CASE NO. 5731 CRB-7-12-2



FEBRUARY 14, 2013












The claimant was represented by Kenneth E. Taylor, Esq., Cramer & Anderson, LLP, 51 Main Street, New Milford, CT 06776.

The respondent was represented by Kenneth Kennedy, Esq., Assistant Attorney General, 55 Elm Street, P.O. Box 120, Hartford, CT 06141.

The Petition for Review1 from the January 23, 2012 Finding and Denial of the Commissioner acting for the Seventh District was heard August 17, 2012 before a Compensation Review Board panel consisting of the Commission Chairman John A. Mastropietro and Commissioners Daniel E. Dilzer and Ernie R. Walker.


JOHN A. MASTROPIETRO, CHAIRMAN: The claimant has appealed from a Finding and Denial that determined that her present disability was not caused by her compensable injury. The claimant argues that the trial commissioner failed to properly consider the evidentiary record presented at the formal hearing, and that had this evidence been applied properly, she would have been adjudged entitled to §31-307 C.G.S. benefits. We have reviewed the recent case law on total disability. These cases stand for the proposition that to award benefits under Chapter 568 a trial commissioner must ascertain if a claimant’s disability is a sequalae of their work-related injury. After reviewing the evidence, we conclude that there was a sufficient evidentiary foundation supportive of the trial commissioner’s decision to affirm her Finding and Denial.

The trial commissioner reached the following findings of fact at the conclusion of the formal hearing. On January 12, 2001, the claimant sustained compensable injuries to her right ankle, left ankle and back while working for the respondent. She then sustained a compensable injury on November 27, 2005 to her left shoulder when she fell on her left arm after having a back spasm. At the time of her injuries the claimant was employed as a registered nurse working with developmentally disabled adults. The claimant is treating with Dr. Daniel George, an orthopedic surgeon and Dr.
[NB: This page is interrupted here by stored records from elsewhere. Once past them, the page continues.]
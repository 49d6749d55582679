//! Common utilities for pantry benchmarks
//!
//! Synthetic ingredient lists and pre-seeded stores shared by the bench
//! targets.

#![allow(dead_code)]

use std::sync::Arc;

use pantry::{Document, InMemoryRecipeStore, NewRecipe, RecipeStore};

/// Ingredient vocabulary the generators draw from.
pub const PANTRY_WORDS: &[&str] = &[
    "tomato", "onion", "garlic", "basil", "olive", "oil", "salt", "pepper", "chicken", "beef",
    "pork", "tofu", "rice", "pasta", "noodle", "egg", "butter", "flour", "sugar", "milk",
    "cream", "cheese", "feta", "parmesan", "lemon", "lime", "ginger", "soy", "sauce", "honey",
    "carrot", "celery", "potato", "leek", "spinach", "kale", "mushroom", "thyme", "rosemary",
    "cumin", "paprika", "chili", "coriander", "yogurt", "cucumber", "avocado", "bread", "stock",
];

pub const SAMPLE_QUERY: &str = "tomato garlic basil olive oil pasta";

/// Deterministic ingredient list of `len` words for recipe `seed`.
pub fn ingredient_list(seed: usize, len: usize) -> String {
    (0..len)
        .map(|i| PANTRY_WORDS[(seed * 7 + i * 13) % PANTRY_WORDS.len()])
        .collect::<Vec<_>>()
        .join(", ")
}

/// A corpus of `size` documents with 6 to 11 ingredients each.
pub fn sample_corpus(size: usize) -> Vec<Document<usize>> {
    (0..size)
        .map(|i| Document::new(i, ingredient_list(i, 6 + i % 6)))
        .collect()
}

/// An in-memory store holding `size` generated recipes.
pub fn seeded_store(size: usize) -> Arc<InMemoryRecipeStore> {
    let store = Arc::new(InMemoryRecipeStore::new());
    for i in 0..size {
        store
            .insert_recipe(NewRecipe::new(
                format!("Recipe {i}"),
                ingredient_list(i, 6 + i % 6),
                "Combine and cook.",
            ))
            .expect("insert should succeed");
    }
    store
}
David Kloth, a pain management specialist. Both physicians opine that the claimant is totally and temporarily disabled and this disability status dates back to 2009. The claimant testified that over the past three years she is and has been bed ridden 23 hours per day with her only activity of the day being the use of the bathroom. The claimant further testified that it takes her two days to recover from going to the doctor.
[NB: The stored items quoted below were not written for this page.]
//! Incrementally maintained corpus index.
//!
//! [`Matcher::match_corpus`](crate::Matcher::match_corpus) rebuilds its vector
//! space on every call. `CorpusIndex` keeps per-document term counts and
//! corpus document frequencies instead, so a query only pays for the idf
//! table and one pass over the postings. Rankings and scores agree with the
//! from-scratch path: the query still counts as a member of the collection
//! (`n = documents + 1`, and its terms bump their document frequency).

use std::collections::HashMap;
use std::hash::Hash;
use std::time::Instant;

use canonical::{analyze_unchecked, AnalyzerConfig};
use fxhash::FxHashMap;

use crate::engine::{rank_similarities, validate_configs};
use crate::metrics::{metrics_recorder, MatchSource};
use crate::types::{Document, MatchConfig, MatchError, MatchHit};
use crate::vectorizer::{count_terms, smoothed_idf, TermId};

#[derive(Debug, Clone)]
struct IndexedDocument<K> {
    id: K,
    /// Term counts sorted by term id.
    terms: Vec<(TermId, u32)>,
}

/// Ingredient index that is updated in place as recipes change.
///
/// Documents keep insertion order, which is the tie-break order for equal
/// scores. Upserting an existing id replaces its text without moving it.
#[derive(Debug, Clone)]
pub struct CorpusIndex<K> {
    analyzer: AnalyzerConfig,
    vocabulary: FxHashMap<String, TermId>,
    doc_freq: Vec<usize>,
    documents: Vec<IndexedDocument<K>>,
    positions: HashMap<K, usize>,
}

impl<K> CorpusIndex<K>
where
    K: Clone + Eq + Hash,
{
    /// Create an empty index. Fails when `analyzer` cannot support
    /// case-insensitive matching.
    pub fn new(analyzer: AnalyzerConfig) -> Result<Self, MatchError> {
        validate_configs(&analyzer, &MatchConfig::default())?;
        Ok(Self {
            analyzer,
            vocabulary: FxHashMap::default(),
            doc_freq: Vec::new(),
            documents: Vec::new(),
            positions: HashMap::new(),
        })
    }

    /// Build an index from a corpus in one go.
    pub fn from_documents(
        analyzer: AnalyzerConfig,
        corpus: &[Document<K>],
    ) -> Result<Self, MatchError> {
        let mut index = Self::new(analyzer)?;
        for (position, doc) in corpus.iter().enumerate() {
            index.upsert(doc).map_err(|err| match err {
                MatchError::InvalidInput { reason, .. } => {
                    MatchError::InvalidInput { position, reason }
                }
                other => other,
            })?;
        }
        Ok(index)
    }

    pub fn len(&self) -> usize {
        self.documents.len()
    }

    pub fn is_empty(&self) -> bool {
        self.documents.is_empty()
    }

    pub fn contains(&self, id: &K) -> bool {
        self.positions.contains_key(id)
    }

    /// Insert a document, or replace the text of an existing one.
    pub fn upsert(&mut self, doc: &Document<K>) -> Result<(), MatchError> {
        let text = doc.text().ok_or_else(|| MatchError::InvalidInput {
            position: self.positions.get(&doc.id).copied().unwrap_or(self.len()),
            reason: "document text is missing".into(),
        })?;

        let mut terms = count_terms(analyze_unchecked(text, &self.analyzer), &mut self.vocabulary);
        terms.sort_unstable_by_key(|(term, _)| *term);
        self.doc_freq.resize(self.vocabulary.len(), 0);
        for (term, _) in &terms {
            self.doc_freq[*term] += 1;
        }

        match self.positions.get(&doc.id).copied() {
            Some(position) => {
                let previous = std::mem::replace(&mut self.documents[position].terms, terms);
                self.release_terms(&previous);
            }
            None => {
                self.positions.insert(doc.id.clone(), self.documents.len());
                self.documents.push(IndexedDocument {
                    id: doc.id.clone(),
                    terms,
                });
            }
        }
        Ok(())
    }

    /// Remove a document. Returns `false` if it was not indexed.
    pub fn remove(&mut self, id: &K) -> bool {
        let Some(position) = self.positions.remove(id) else {
            return false;
        };
        let removed = self.documents.remove(position);
        self.release_terms(&removed.terms);
        for doc in &self.documents[position..] {
            if let Some(slot) = self.positions.get_mut(&doc.id) {
                *slot -= 1;
            }
        }
        true
    }

    fn release_terms(&mut self, terms: &[(TermId, u32)]) {
        for (term, _) in terms {
            self.doc_freq[*term] = self.doc_freq[*term].saturating_sub(1);
        }
    }

    /// Rank the indexed documents against `query`.
    pub fn search(&self, query: &str, config: &MatchConfig) -> Result<Vec<MatchHit<K>>, MatchError> {
        config.validate()?;
        if self.documents.is_empty() {
            return Ok(Vec::new());
        }

        let start = Instant::now();
        let n_docs = self.documents.len() + 1;

        // Query terms: known terms by id, unseen terms only count toward the
        // query's own magnitude.
        let mut query_known: FxHashMap<TermId, u32> = FxHashMap::default();
        let mut query_unseen: FxHashMap<String, u32> = FxHashMap::default();
        for term in analyze_unchecked(query, &self.analyzer) {
            match self.vocabulary.get(&term) {
                Some(&id) => *query_known.entry(id).or_insert(0) += 1,
                None => *query_unseen.entry(term).or_insert(0) += 1,
            }
        }

        let idf: Vec<f64> = self
            .doc_freq
            .iter()
            .enumerate()
            .map(|(term, &df)| {
                let in_query = usize::from(query_known.contains_key(&term));
                smoothed_idf(n_docs, df + in_query)
            })
            .collect();
        let unseen_idf = smoothed_idf(n_docs, 1);

        let mut query_weights: Vec<(TermId, f64)> = query_known
            .iter()
            .map(|(&term, &tf)| (term, f64::from(tf) * idf[term]))
            .collect();
        query_weights.sort_unstable_by_key(|(term, _)| *term);
        let query_norm = query_weights
            .iter()
            .map(|(_, w)| w * w)
            .chain(query_unseen.values().map(|&tf| {
                let w = f64::from(tf) * unseen_idf;
                w * w
            }))
            .sum::<f64>()
            .sqrt();

        let similarities: Vec<f64> = self
            .documents
            .iter()
            .map(|doc| {
                let mut dot = 0.0;
                let mut norm_sq = 0.0;
                for &(term, tf) in &doc.terms {
                    let weight = f64::from(tf) * idf[term];
                    norm_sq += weight * weight;
                    if let Ok(slot) = query_weights.binary_search_by_key(&term, |(t, _)| *t) {
                        dot += weight * query_weights[slot].1;
                    }
                }
                let denom = norm_sq.sqrt() * query_norm;
                if denom == 0.0 {
                    0.0
                } else {
                    (dot / denom).clamp(0.0, 1.0)
                }
            })
            .collect();

        let hits: Vec<MatchHit<K>> = rank_similarities(&similarities, config)
            .into_iter()
            .map(|(position, similarity)| {
                MatchHit::from_similarity(self.documents[position].id.clone(), similarity)
            })
            .collect();

        let latency = start.elapsed();
        tracing::debug!(
            corpus_size = self.documents.len(),
            hits = hits.len(),
            latency_us = latency.as_micros() as u64,
            "indexed ingredient match complete"
        );
        if let Some(recorder) = metrics_recorder() {
            recorder.record_match(MatchSource::Index, self.documents.len(), latency, hits.len());
        }

        Ok(hits)
    }
}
The claimant presented for Commissioner’s examinations in 2008 and 2010. In 2008 the claimant was examined by Dr. Gordon Zimmerman, an orthopedic surgeon. The doctor reports that the claimant has a 15% permanent partial disability to her left shoulder and relates the claimant’s low back spasm and low back pain to the original date of injury. The doctor assigned a light to sedentary work capacity to the claimant. Findings, ¶ 7. The 2010 exam was performed by Dr. Enzo J. Sella. The doctor opined the claimant has reached medical maximum improvement in regards to her back, left shoulder and ankle. The doctor assigned a 5% impairment rating to the left ankle, a 15% impairment rating to the left shoulder and no impairment to the back. Dr. Sella further reported at that time that the claimant was permanently disabled and unemployable. Findings, ¶ 8.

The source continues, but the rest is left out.